**TASK DESCRIPTION**
Lines of the data that contain the word "host" are the ones to copy.

**THE RECORDS**
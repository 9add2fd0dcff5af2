use anyhow::Result;

#[derive(Debug, Clone)]
pub struct Config {
    // HTTP server
    pub host: String,
    pub port: u16,
}

impl Config {
    pub fn from_env() -> Result<Self> {
        Ok(Self {
            host: std::env::var("HOST").unwrap_or_else(|_| "0.0.0.0".to_string()),
            port: std::env::var("PORT")
                .ok()
                .and_then(|v| v.parse().ok())
                .unwrap_or(8080),
        })
    }
}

**EXPECTED ANSWER**
    pub host: String,
            host: std::env::var("HOST").unwrap_or_else(|_| "0.0.0.0".to_string()),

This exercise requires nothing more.